İbn Sînâ, Kitâbü’l-işârât ve’t-tenbîhât
İbn Sînâ’nın (ö. 429/1037) hayatının sonlarına doğru, giderek Aristotelesçilikten uzaklaşan kendine özgü felsefî tutumunu yansıtmak üzerek özlü bir şekilde telif ettiği ve sonraki dönemler boyunca İbn Sînâ felsefesinin nihai yorumunda temel merci kabul edilen felsefe eseridir. Mantık, fizik, metafizik ve metafiziğe mülhak bölümlerden oluşan eser, İbn Sînâ’nın Kâkûyî emiri Alâuddevle’nin himayesinde Isfahan’da bulunduğu esnada, 421-25 / 1030-34 yılları arasında kaleme alınmıştır.

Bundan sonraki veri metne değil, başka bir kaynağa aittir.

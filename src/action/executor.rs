use std::panic::{self, AssertUnwindSafe};
use std::time::{Duration, Instant};

use serde_json::{Value, json};

use crate::action::command::{ActionCommand, ActionResult, ActionType};
use crate::action::error::ActionError;
use crate::action::script::{ScriptHost, ScriptRegistry};
use crate::action::settle::{SettleConfig, SettleReport, wait_for_settle};
use crate::dom::{Document, Event, NodeId};
use crate::locator::{SanitizedSelector, sanitize_selector, validate_selector};
use crate::trace::{TraceEvent, TraceLogger};

/// Input types `setValue` refuses.
const NON_TEXT_INPUTS: &[&str] = &["checkbox", "radio", "submit", "button", "reset", "image", "file"];

#[derive(Debug, Clone, Copy, PartialEq, Eq)]
pub struct ExecutorConfig {
    pub settle: SettleConfig,
    /// Pause between consecutive commands of a batch.
    pub batch_delay: Duration,
}

impl Default for ExecutorConfig {
    fn default() -> Self {
        Self {
            settle: SettleConfig::default(),
            batch_delay: Duration::from_millis(50),
        }
    }
}

/// Applies [`ActionCommand`]s to a document the way a user would, so the
/// page's own listeners observe every change.
pub struct ActionExecutor {
    config: ExecutorConfig,
    scripts: Box<dyn ScriptHost>,
    tracer: Option<TraceLogger>,
    step: u64,
}

impl Default for ActionExecutor {
    fn default() -> Self {
        Self::new(ExecutorConfig::default())
    }
}

/// Resolved target of a command.
struct Target {
    node: NodeId,
    selector: String,
}

impl ActionExecutor {
    pub fn new(config: ExecutorConfig) -> Self {
        Self {
            config,
            scripts: Box::new(ScriptRegistry::default()),
            tracer: None,
            step: 0,
        }
    }

    pub fn with_scripts(mut self, scripts: impl ScriptHost + 'static) -> Self {
        self.scripts = Box::new(scripts);
        self
    }

    pub fn with_tracer(mut self, tracer: TraceLogger) -> Self {
        self.tracer = Some(tracer);
        self
    }

    pub fn config(&self) -> &ExecutorConfig {
        &self.config
    }

    /// Run one command. Every failure, including a panic inside a page
    /// listener, comes back as a failed [`ActionResult`].
    pub fn execute(&mut self, doc: &mut Document, command: &ActionCommand) -> ActionResult {
        let started = Instant::now();
        self.step += 1;

        let sanitized = command.target.as_deref().map(sanitize_selector);
        let outcome = panic::catch_unwind(AssertUnwindSafe(|| {
            self.perform(doc, command, sanitized.as_ref())
        }));

        let result = match outcome {
            Ok(Ok(result)) => result,
            Ok(Err(e)) => ActionResult::failure(&e),
            Err(payload) => ActionResult::failure(&ActionError::Panicked(panic_message(payload.as_ref()))),
        };

        if result.success {
            tracing::info!(action = %command.action, target = ?command.target, "{}", result.message);
        } else {
            tracing::warn!(
                action = %command.action,
                target = ?command.target,
                error = result.error.as_deref().unwrap_or_default(),
                "action failed"
            );
        }

        if let Some(tracer) = &self.tracer {
            let event = TraceEvent::now(self.step, command.action)
                .with_target(
                    command.target.as_deref(),
                    sanitized.as_ref().map(|s| s.selector.as_str()),
                )
                .with_result(&result)
                .with_duration(started.elapsed());
            tracer.log(&event);
        }

        result
    }

    /// Run commands in order, stopping after the first failure. Returns the
    /// results up to and including that failure.
    pub fn execute_batch(&mut self, doc: &mut Document, commands: &[ActionCommand]) -> Vec<ActionResult> {
        let mut results = Vec::with_capacity(commands.len());
        for (index, command) in commands.iter().enumerate() {
            if index > 0 {
                doc.advance(self.config.batch_delay);
            }
            let result = self.execute(doc, command);
            let failed = !result.success;
            results.push(result);
            if failed {
                tracing::info!(index, total = commands.len(), "batch stopped at failed command");
                break;
            }
        }
        results
    }

    fn perform(
        &self,
        doc: &mut Document,
        command: &ActionCommand,
        sanitized: Option<&SanitizedSelector>,
    ) -> Result<ActionResult, ActionError> {
        if command.target.is_none() && command.script.is_none() {
            return Err(ActionError::Validation("command needs a target or a script".into()));
        }

        let target = match (command.target.as_deref(), sanitized) {
            (Some(raw), Some(sanitized)) => Some(resolve(doc, raw, sanitized)?),
            _ => None,
        };

        if command.action == ActionType::Custom {
            return self.custom(doc, command, target.as_ref().map(|t| t.node));
        }

        let Some(target) = target else {
            return Err(ActionError::Validation(format!(
                "{} requires a target selector",
                command.action
            )));
        };

        match command.action {
            ActionType::Click => self.click(doc, &target),
            ActionType::SetValue => self.set_value(doc, &target, command.value()),
            ActionType::Select => self.select(doc, &target, command.value()),
            ActionType::Check => self.set_checked(doc, &target, ActionType::Check),
            ActionType::Uncheck => self.set_checked(doc, &target, ActionType::Uncheck),
            ActionType::Submit => self.submit(doc, &target),
            ActionType::Focus => {
                doc.focus(target.node);
                Ok(ActionResult::ok(format!("focused {}", target.selector)))
            }
            ActionType::Scroll => {
                doc.scroll_into_view(target.node);
                Ok(ActionResult::ok(format!("scrolled {} into view", target.selector)))
            }
            ActionType::Hover => {
                doc.dispatch_event(target.node, Event::new("mouseenter"));
                doc.dispatch_event(target.node, Event::bubbling("mouseover"));
                Ok(ActionResult::ok(format!("hovered {}", target.selector)))
            }
            ActionType::Custom => self.custom(doc, command, Some(target.node)),
        }
    }

    fn settle(&self, doc: &mut Document) -> SettleReport {
        wait_for_settle(doc, &self.config.settle)
    }

    fn click(&self, doc: &mut Document, target: &Target) -> Result<ActionResult, ActionError> {
        let node = target.node;
        let aria_disabled = doc.attribute(node, "aria-disabled").map(str::trim) == Some("true");
        if doc.is_disabled(node) || aria_disabled {
            return Err(ActionError::Disabled {
                selector: target.selector.clone(),
            });
        }

        doc.click(node);
        let settle = self.settle(doc);
        Ok(ActionResult::ok(format!("clicked {}", target.selector)).with_data(json!({ "settle": settle })))
    }

    fn set_value(&self, doc: &mut Document, target: &Target, value: Option<&Value>) -> Result<ActionResult, ActionError> {
        let node = target.node;
        let action = ActionType::SetValue;
        let tag = doc.tag_name(node).unwrap_or_default().to_string();
        let text_like = match tag.as_str() {
            "textarea" => true,
            "input" => doc
                .input_type(node)
                .is_some_and(|t| !NON_TEXT_INPUTS.contains(&t.as_str())),
            _ => false,
        };
        if !text_like {
            return Err(not_applicable(doc, action, node, "only text inputs and textareas accept a value"));
        }

        let value = value.ok_or(ActionError::MissingValue { action })?;
        let text = scalar_text(value).ok_or_else(|| {
            ActionError::Validation("setValue expects a string, number or boolean value".into())
        })?;

        // native setter, then the events a framework listens for
        doc.set_value_native(node, &text)?;
        doc.dispatch_event(node, Event::bubbling("input"));
        doc.dispatch_event(node, Event::bubbling("change"));

        let settle = self.settle(doc);
        Ok(ActionResult::ok(format!("set value of {}", target.selector))
            .with_data(json!({ "value": doc.value(node), "settle": settle })))
    }

    fn select(&self, doc: &mut Document, target: &Target, value: Option<&Value>) -> Result<ActionResult, ActionError> {
        let node = target.node;
        let action = ActionType::Select;

        if doc.input_type(node).as_deref() == Some("radio") {
            doc.set_checked(node, true)?;
            doc.dispatch_event(node, Event::bubbling("change"));
            let settle = self.settle(doc);
            return Ok(ActionResult::ok(format!("selected radio {}", target.selector))
                .with_data(json!({ "checked": true, "settle": settle })));
        }

        if doc.tag_name(node) != Some("select") {
            return Err(not_applicable(doc, action, node, "expected a <select> or a radio input"));
        }
        let value = value.ok_or(ActionError::MissingValue { action })?;

        let data = if doc.is_multiple(node) {
            let requested: Vec<String> = match value {
                Value::Array(items) => items.iter().filter_map(scalar_text).collect(),
                other => scalar_text(other).into_iter().collect(),
            };
            let options = doc.options(node);
            for &option in &options {
                doc.set_selected(option, false)?;
            }
            let mut applied = Vec::new();
            for option in options {
                let option_value = doc.value(option).unwrap_or_default();
                if requested.contains(&option_value) {
                    doc.set_selected(option, true)?;
                    applied.push(option_value);
                }
            }
            json!({ "values": applied })
        } else {
            let text = scalar_text(value).ok_or_else(|| {
                ActionError::Validation("a single-select expects one string or number value".into())
            })?;
            doc.set_value_native(node, &text)?;
            json!({ "value": doc.value(node) })
        };

        doc.dispatch_event(node, Event::bubbling("input"));
        doc.dispatch_event(node, Event::bubbling("change"));
        let settle = self.settle(doc);

        let mut data = data;
        data["settle"] = json!(settle);
        Ok(ActionResult::ok(format!("selected in {}", target.selector)).with_data(data))
    }

    fn set_checked(&self, doc: &mut Document, target: &Target, action: ActionType) -> Result<ActionResult, ActionError> {
        let node = target.node;
        if !matches!(doc.input_type(node).as_deref(), Some("checkbox" | "radio")) {
            return Err(not_applicable(doc, action, node, "only checkbox and radio inputs can be checked"));
        }

        let checked = action == ActionType::Check;
        doc.set_checked(node, checked)?;
        doc.dispatch_event(node, Event::bubbling("change"));
        let settle = self.settle(doc);

        let verb = if checked { "checked" } else { "unchecked" };
        Ok(ActionResult::ok(format!("{verb} {}", target.selector))
            .with_data(json!({ "checked": doc.checked(node), "settle": settle })))
    }

    fn submit(&self, doc: &mut Document, target: &Target) -> Result<ActionResult, ActionError> {
        let form = target.node;
        if doc.tag_name(form) != Some("form") {
            return Err(not_applicable(doc, ActionType::Submit, form, "only <form> elements can be submitted"));
        }

        let button = doc.query_selector_from(form, r#"button[type="submit"]"#)?;
        let (via, submitted) = match button {
            Some(button) => {
                let before = doc.submissions().len();
                doc.click(button);
                ("button", doc.submissions().len() > before)
            }
            None => ("event", doc.request_submit(form)),
        };

        let settle = self.settle(doc);
        Ok(ActionResult::ok(format!("submitted {}", target.selector))
            .with_data(json!({ "via": via, "submitted": submitted, "settle": settle })))
    }

    fn custom(&self, doc: &mut Document, command: &ActionCommand, node: Option<NodeId>) -> Result<ActionResult, ActionError> {
        let script = command
            .script
            .as_deref()
            .ok_or_else(|| ActionError::Validation("custom action requires a script".into()))?;

        let output = self.scripts.run(doc, node, script).map_err(ActionError::Script)?;
        let settle = self.settle(doc);

        let mut result = ActionResult::ok(format!("ran script '{}'", script.trim()));
        result.data = Some(json!({ "result": output, "settle": settle }));
        Ok(result)
    }
}

fn resolve(doc: &Document, raw: &str, sanitized: &SanitizedSelector) -> Result<Target, ActionError> {
    let validation = validate_selector(&sanitized.selector);
    if !validation.valid {
        return Err(ActionError::InvalidSelector {
            selector: raw.to_string(),
            reason: validation.error.unwrap_or_default(),
        });
    }

    let node = doc
        .query_selector(&sanitized.selector)?
        .ok_or_else(|| ActionError::NotFound {
            original: raw.to_string(),
            sanitized: sanitized.selector.clone(),
        })?;

    Ok(Target {
        node,
        selector: sanitized.selector.clone(),
    })
}

fn not_applicable(doc: &Document, action: ActionType, node: NodeId, reason: &str) -> ActionError {
    let tag = doc.tag_name(node).unwrap_or_default();
    let element = match doc.input_type(node) {
        Some(kind) => format!("<input type=\"{kind}\">"),
        None => format!("<{tag}>"),
    };
    ActionError::NotApplicable {
        action,
        element,
        reason: reason.to_string(),
    }
}

fn scalar_text(value: &Value) -> Option<String> {
    match value {
        Value::String(s) => Some(s.clone()),
        Value::Number(n) => Some(n.to_string()),
        Value::Bool(b) => Some(b.to_string()),
        _ => None,
    }
}

fn panic_message(payload: &(dyn std::any::Any + Send)) -> String {
    if let Some(message) = payload.downcast_ref::<&str>() {
        message.to_string()
    } else if let Some(message) = payload.downcast_ref::<String>() {
        message.clone()
    } else {
        "panic with a non-string payload".to_string()
    }
}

İşaretler ve Tenbihler birkaç noktada İbn Sînâ’nın önceki eserlerinden ayrılır. Bunlardan en dikkat çekici olan ve İbn Sînâ tarafından da özellikle zikredilen ilki, eserin yoğunlaştırılmış diliyle ilgilidir. İşârât’ın fizik ve metafizikle ilgili ikinci bölümünün başında İbn Sînâ, eserde vaz ettiği temel ilkeleri ve bu ilkeleri oluşturan temel unsurlara dair tenbihleri kolaylıkla anlayabilecek yüksek seviyeli felsefi kavrayış sahiplerinin bu özlü içerikten yola çıkarak meseleleri derinlemesine kavrayabileceğini, ama eserdeki işaret ve tenbihleri böyle kolaylıkla anlama kabiliyetine sahip olmayanların eserdeki en açık ifadelerden bile istifade edemeyeceğini söyler. Buradan anlaşılıyor ki filozof, İşârât’ı –eş-Şifâ’da olduğunun aksine– felsefe öğretiminin gerektirdiği ve eş-Şifâ’da sıklıkla dikkat çekilen pedagojik tertip, akış ve üsluba göre değil zaten bu öğretimden geçmiş olanlara hitap etmeyi amaçlayan bir öğreti aktarımı üslubuna göre yazmayı amaçlamıştır. Bu amacın arkasında felsefenin özellikle nazari kısmını kendi varlık-mahiyet, zorunlu-mümkün ve akledilir-duyulur suret ayrımlarına bağlı bir şekilde yeniden ele alma ve onun neticelerini özlü bir şekilde vaz etme fikri bulunur. Bu özlü aktarım, eserin herhangi bir neticeyi bazen ancak dikkatli bir göz tarafından keşfedilebilecek gizli öncüllere sahip kanıtlamalarla ya da herhangi bir kanıtlamaya yer vermeden sunmasına; yaygın hatalara işaret edip doğrusunu vaz ederken yalnızca bu doğrunun ifadesiyle yetinmesine ve unutulan bir hakikatle ilgili okuyucusunu uyarırken o hakikatin doğruluğuyla ilgili uzun açıklamalara girişmemesine neden olmuştur. Böylece eser ancak gerçek muhatapları tarafından müzakere edilip tartışılabilecek bir karakter kazanmış ve sonraki yüzyıllar boyunca sürecek bu tartışmalar şerhler-haşiyeler üzerinden bir İşârât geleneği oluşturmuştur.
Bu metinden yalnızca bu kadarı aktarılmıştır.